Opper demurred. Moved away from Horace’s advice to shun the mob, Serm. 1.10.73-6, in favor of a few select readers. Kiddin’ me? It’s litest to be ID’d, at pulchrum est digito monstrari et dicier hic est, (1.28) He asked, askance, ten cirratorum centum dictate fuisse pro nihilo pendes? (1.29-30) (“Hunnit school kids reading me ain’t squat?”)
Hand gesture could be as important to P as it was to hip-hop. (cf. 1.59, 1.118) Opper’s defiant digito monstrari (1.28) connoted either singling out for praise (“telling about”) or denunciation (“telling off”) with cheeky middle finger.12 The adjective, from monstrum, (“evil portent, monstrosity”) elicited horror or wonderment. (“You get in my way, I’ma feed you to the monster”)13 A portion of its meaning was schadenfreude of a listener’s discomfit.
P was partial to enlarging the equivalence of closely related but not synonymous words. Substitution of pallidus (1.26, 1.124) (“pallid”) for albus (1.16, 1.59, 1.110)14 (“noticeably white”15) amassed criticism of the opper as old, worn, shallow, impuissant, unpigmented. Seeming skin tone reference, auriculas …albas (1.59) (“white ass-ears”) became more deeply aspersive, one of many “iunctura acres, (5.14)”16 striking expressionistic collocations that wittingly played on counterpart meanings.
P ameliorated a form of the root palleo (“to pale”) in iratum Eupolidem praegrandi cum sene palles (1.124) to turn pejorative into abstract flattery, being bleached out by study of Greek Old comic Eupolis’ irate ironies. Interchanged figurative and literal senses of oblique speech. for stirring impact. Part of hip-hop’s reading, by way of Signifyin(g), was “critique of standard (white) meaning,” owing to both black and white interpretations.17 Hip-hop travestied thug and swoop poses, presumptive white personations.18 Self-abasing, practitioners often exaggerated rejection of cultural norms in sociopathic stance. Listeners might could like to think Jackboys & Shec Wes engaged in carjacking. But they did joyride synthesizers of the instrumental “Jackboy,” 48 second exposition that led into “Gang Gang.” (“gang gang gang gang gang gang gang”…19) (0:22)
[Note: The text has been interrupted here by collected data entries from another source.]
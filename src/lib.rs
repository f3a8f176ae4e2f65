//! BACNET-EVENTS - Intrinsic and Algorithmic Event Reporting
//!
//! The alarm and event subsystem of a BACnet device. Monitored properties are
//! evaluated against an event algorithm, transitions are debounced with the
//! configured time delays, and every committed transition is fanned out to
//! the recipients of its notification class.
//!
//! # Feature Flags
//!
//! - **metrics**: counters for transitions, queued notifications, delivery
//!   failures and enrollment poll failures
//!
//! # Examples
//!
//! ```rust,no_run
//! use std::sync::Arc;
//! use bacnet_events::{Config, EventEngine, LoggingTransport, SystemClock};
//!
//! # async fn run() -> bacnet_events::Result<()> {
//! bacnet_events::init()?;
//!
//! let config = Config::from_file("bacnet-events.yaml")?;
//! let engine = EventEngine::new(
//!     config,
//!     Arc::new(SystemClock::new()?),
//!     Arc::new(LoggingTransport::new()),
//! )?;
//! engine.start();
//! # Ok(())
//! # }
//! ```

#![cfg_attr(docsrs, feature(doc_cfg))]

// ============================================================================
// CORE MODULES
// ============================================================================

/// Error type shared by every module
pub mod error;

/// Property values
pub mod value;

/// Object and property identifiers
pub mod object;

/// Property store with write validation and change observers
pub mod property;

/// Injectable time source and timer scheduling
pub mod clock;

// ============================================================================
// EVENT REPORTING
// ============================================================================

/// Event algorithms, per-object state machines and event enrollments
pub mod event;

/// Notification classes and per-recipient dispatch
pub mod notification;

/// Outbound send interface
pub mod transport;

// ============================================================================
// RUNTIME
// ============================================================================

/// YAML device configuration
pub mod config;

/// Wiring of all objects of one device
pub mod engine;

// ============================================================================
// PUBLIC RE-EXPORTS
// ============================================================================

pub use clock::{Clock, ManualClock, SystemClock, TimerId};
pub use config::Config;
pub use engine::{EngineStats, EventEngine, EventInformation};
pub use error::{EventError, Result};
pub use event::{
    AckStatus, EnrollmentPoller, EventAlgorithm, EventConfig, EventState, EventStateMachine, EventType, Evaluation,
    FaultPolicy, NotificationSink, NotifyType, ObjectPropertyReference, PollOutcome, PollStats, PropertyReader,
    Reliability, Sample, StatusFlags, Transition, TransitionBits, TransitionRecord,
};
pub use notification::{
    ActiveWindow, Destination, EventNotification, NotificationClass, NotificationClassRegistry,
    NotificationDispatcher, NotificationParameters, NotificationRequest, Resolution,
};
pub use object::{ObjectId, ObjectType, PropertyId};
pub use property::{PropertyChange, PropertyStore};
pub use transport::{Address, LoggingTransport, Recipient, Transport};
pub use value::Value;

// ============================================================================
// VERSION INFORMATION
// ============================================================================

/// Crate version string
pub const VERSION: &str = env!("CARGO_PKG_VERSION");

/// Crate authors
pub const AUTHORS: &str = env!("CARGO_PKG_AUTHORS");

/// Build information
pub mod build_info {
    /// Git commit hash (if available)
    pub const GIT_HASH: Option<&str> = option_env!("BACNET_EVENTS_GIT_HASH");

    /// Build timestamp
    pub const BUILD_TIMESTAMP: &str = env!("BACNET_EVENTS_BUILD_TIMESTAMP");

    /// Rust compiler version
    pub const RUSTC_VERSION: &str = env!("BACNET_EVENTS_RUSTC_VERSION");

    /// Target triple
    pub const TARGET: &str = env!("BACNET_EVENTS_TARGET");

    /// Build profile
    pub const PROFILE: &str = env!("BACNET_EVENTS_PROFILE");
}

// ============================================================================
// INITIALIZATION
// ============================================================================

/// Initialize logging and, with the `metrics` feature, metric descriptions
///
/// Safe to call more than once; a subscriber that is already installed is
/// left in place.
pub fn init() -> Result<()> {
    #[cfg(not(test))]
    if std::env::var("RUST_LOG").is_err() {
        std::env::set_var("RUST_LOG", "bacnet_events=info");
    }

    #[cfg(not(test))]
    {
        use tracing_subscriber::{layer::SubscriberExt, util::SubscriberInitExt};

        let subscriber = tracing_subscriber::registry()
            .with(tracing_subscriber::EnvFilter::from_default_env())
            .with(tracing_subscriber::fmt::layer().with_target(false));

        // Already initialized
        let _ = subscriber.try_init();
    }

    #[cfg(feature = "metrics")]
    init_metrics_registry();

    tracing::info!("bacnet-events {} initialized", VERSION);
    Ok(())
}

#[cfg(feature = "metrics")]
fn init_metrics_registry() {
    use metrics::describe_counter;

    describe_counter!("bacnet_events_transitions_total", "Committed event state transitions");
    describe_counter!("bacnet_events_notifications_queued_total", "Notifications queued for delivery");
    describe_counter!("bacnet_events_delivery_failures_total", "Notification sends the transport rejected");
    describe_counter!("bacnet_events_poll_failures_total", "Event enrollment reads that failed or timed out");

    tracing::debug!("Metrics registry initialized");
}

/// Print version and build information
pub fn print_system_info() {
    println!("bacnet-events {}", VERSION);
    println!("Authors: {}", AUTHORS);
    if let Some(git_hash) = build_info::GIT_HASH {
        println!("Git Hash: {}", git_hash);
    }
    println!("Built: {}", build_info::BUILD_TIMESTAMP);
    println!("Build Target: {}", build_info::TARGET);
    println!("Build Profile: {}", build_info::PROFILE);
    println!("Rust Version: {}", build_info::RUSTC_VERSION);
}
Listen to the songs referred to in this post on Soundcloud:
Reckford, Kenneth J., Recognizing Persius (Princeton 2009) 41
Dominik, William J. and Wehrle, William T., Roman Verse Satire (Bolchazy-Carducci 1999) 45
Rudd, Nial, The Satires of Horace and Persius (Penguin 1973) 139
Reckford (2009) 41
Bramble, J. C., Persius and the Programmatic Satire (Cambridge 1974) 133 n2
Bramble (1974) 150
Gildersleeve, Basil L., The Satires of A. Persius Flaccus (Project Gutenberg 2007) 84
Dessen, Cynthia S., The Satires of Persius (Illinois 1968) 95
Dessen (1968) 94
Morford, Mark, Persius (Boston 1982) 77
Morford (1982) 77
Bramble (1974) 100
Eminem, Luis Resto, Alex Villasana, d.a. got that dope, Juice WRLD, “Godzilla,” 2020, Music to be Murdered By (0:38)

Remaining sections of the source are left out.